Mobile VOIP is not new folks. Your Sprint phone uses SIP over IP. Your iDen phone uses TCP/IP to communicate to the servers. The mobile carriers, however, have their own private networks that are not part of the ``Intarweb''. The mobile carriers can control traffic on their network. The mobile carriers can ensure service. Combining mobile phone technology with VOIP over the public Internet is going to combine the worst of both worlds - get cut off because network congestion someplace upstream or lose the signal. I'll pass.

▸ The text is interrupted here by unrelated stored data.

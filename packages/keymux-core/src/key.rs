//! Key normalization and filtering utilities.
//!
//! Keys are colon-separated sequences of non-empty segments
//! (`users:42:profile`). Slashes in input are coerced to colons so both
//! path-style and colon-style callers resolve to the same entry. A *base
//! key* carries a trailing colon and names a subtree root; the empty base
//! names the root itself.

/// Suffix reserving a key for metadata; such keys are excluded from
/// enumeration.
pub const META_KEY_SUFFIX: char = '$';

/// Normalizes a key to canonical colon form.
///
/// Strips any `?`-suffixed query portion, coerces `/` and `\` to `:`,
/// collapses separator runs, and trims leading/trailing separators.
/// Idempotent: `normalize_key(normalize_key(k)) == normalize_key(k)`.
#[must_use]
pub fn normalize_key(key: &str) -> String {
    let without_query = match key.find('?') {
        Some(idx) => &key[..idx],
        None => key,
    };

    let mut out = String::with_capacity(without_query.len());
    for ch in without_query.chars() {
        if ch == '/' || ch == '\\' || ch == ':' {
            if !out.is_empty() && !out.ends_with(':') {
                out.push(':');
            }
        } else {
            out.push(ch);
        }
    }
    if out.ends_with(':') {
        out.pop();
    }
    out
}

/// Normalizes a base key: empty stays empty, anything else gains exactly
/// one trailing colon.
#[must_use]
pub fn normalize_base_key(base: &str) -> String {
    let normalized = normalize_key(base);
    if normalized.is_empty() {
        normalized
    } else {
        format!("{normalized}:")
    }
}

/// Joins key fragments with `:` and normalizes the result.
#[must_use]
pub fn join_keys(keys: &[&str]) -> String {
    normalize_key(&keys.join(":"))
}

/// Number of separator levels in a key (`a` is 0, `a:b` is 1).
#[must_use]
pub fn key_depth(key: &str) -> usize {
    key.chars().filter(|c| *c == ':').count()
}

/// Whether `key` survives a `max_depth` filter.
#[must_use]
pub fn filter_key_by_depth(key: &str, max_depth: Option<usize>) -> bool {
    match max_depth {
        Some(depth) => key_depth(key) <= depth,
        None => true,
    }
}

/// Whether `key` belongs under `base` and is not metadata-reserved.
#[must_use]
pub fn filter_key_by_base(key: &str, base: &str) -> bool {
    key.starts_with(base) && !key.ends_with(META_KEY_SUFFIX)
}

/// Whether a normalized key contains a path-traversal sequence.
///
/// Catches `..` appearing as a full segment (`..:etc` or a trailing `..`)
/// while still permitting `..` embedded inside a legitimate segment such
/// as `te..st..js`.
#[must_use]
pub fn has_traversal(key: &str) -> bool {
    key.contains("..:") || key.ends_with("..")
}

#[cfg(test)]
mod tests {
    use super::*;

    #[test]
    fn normalize_coerces_slashes() {
        assert_eq!(normalize_key("users/42/profile"), "users:42:profile");
        assert_eq!(normalize_key("users\\42\\profile"), "users:42:profile");
    }

    #[test]
    fn normalize_collapses_runs_and_trims() {
        assert_eq!(normalize_key(":a::b:"), "a:b");
        assert_eq!(normalize_key("//a//b//"), "a:b");
        assert_eq!(normalize_key("a:/b"), "a:b");
    }

    #[test]
    fn normalize_strips_query_portion() {
        assert_eq!(normalize_key("a:b?cache=false"), "a:b");
        assert_eq!(normalize_key("?x"), "");
    }

    #[test]
    fn normalize_is_idempotent() {
        for raw in ["/a//b\\c:", "x?q", ":::", "plain", "a/b:c\\d"] {
            let once = normalize_key(raw);
            assert_eq!(normalize_key(&once), once, "not idempotent for {raw:?}");
        }
    }

    #[test]
    fn base_key_forms() {
        assert_eq!(normalize_base_key(""), "");
        assert_eq!(normalize_base_key("mnt"), "mnt:");
        assert_eq!(normalize_base_key("mnt:"), "mnt:");
        assert_eq!(normalize_base_key("a/b/"), "a:b:");
    }

    #[test]
    fn join_keys_normalizes() {
        assert_eq!(join_keys(&["a", "b:c"]), "a:b:c");
        assert_eq!(join_keys(&["mnt:", "x"]), "mnt:x");
        assert_eq!(join_keys(&["", "x"]), "x");
    }

    #[test]
    fn depth_counting() {
        assert_eq!(key_depth("a"), 0);
        assert_eq!(key_depth("a:b"), 1);
        assert_eq!(key_depth("a:b:c:d"), 3);
    }

    #[test]
    fn depth_filter_matches_enumeration_contract() {
        // Keys a, a:b, a:b:c, a:b:c:d with max_depth=1 keep exactly a and a:b.
        let keys = ["a", "a:b", "a:b:c", "a:b:c:d"];
        let kept: Vec<&str> = keys
            .iter()
            .copied()
            .filter(|k| filter_key_by_depth(k, Some(1)))
            .collect();
        assert_eq!(kept, vec!["a", "a:b"]);
    }

    #[test]
    fn base_filter_excludes_meta_keys() {
        assert!(filter_key_by_base("cfg:port", "cfg:"));
        assert!(!filter_key_by_base("cfg:port", "users:"));
        assert!(!filter_key_by_base("cfg:port$", "cfg:"));
    }

    #[test]
    fn traversal_detection() {
        assert!(has_traversal("..:etc:passwd"));
        assert!(has_traversal("a:..:b"));
        assert!(has_traversal("a:.."));
        assert!(has_traversal(".."));
        assert!(!has_traversal("s1:te..st..js"));
        assert!(!has_traversal("normal:key"));
        assert!(!has_traversal("dots..inside:file"));
    }
}
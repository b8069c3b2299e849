//! Error types for storage operations.
//!
//! Unsupported driver operations are *not* errors: the engine consults the
//! driver's capability record and degrades silently (no-op mutators, `None`
//! readers). Missing keys are represented by `None` returns, never by an
//! error variant.

use thiserror::Error;

/// Errors surfaced by the storage engine and its drivers.
#[derive(Debug, Error)]
pub enum StorageError {
    /// Key contains a traversal sequence or is otherwise malformed.
    #[error("invalid key: {0}")]
    InvalidKey(String),

    /// Driver was created without a required option.
    #[error("missing required driver option: {0}")]
    MissingConfig(&'static str),

    /// Value cannot be stringified for the text channel.
    #[error("cannot stringify value: {0}")]
    Serialization(String),

    /// Attempt to store a value reserved at the protocol level.
    #[error("value is reserved by the storage protocol: {0}")]
    ReservedValue(String),

    /// Filesystem backend failure.
    #[error("io error: {0}")]
    Io(#[from] std::io::Error),

    /// Network, remote-service, or other backend failure.
    #[error(transparent)]
    Backend(#[from] anyhow::Error),
}

/// Result type alias for storage operations.
pub type Result<T> = std::result::Result<T, StorageError>;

Btw, of course I didn't RTFA.
The only VoIP "solution" than really matters in the long run is SIP. It will eventually win out because it's an open standard, and already supported by the popular Gizmo Project (http://gizmoproject.com./ I'm currently using an analog telephone to SIP adapter, and calls to other SIP users directly over the net are clearer than PSTN-to-PSTN calls by a great margin. To handle dialing sip addresses like brokenladder@iptel.org, you just register with a free ENUM number at enum2go.com (uses the standard e164.arpa) or get one at e164.org for instance. Then you can go to brokenladder.com and look at the contact page to call me and test out your equipment ;)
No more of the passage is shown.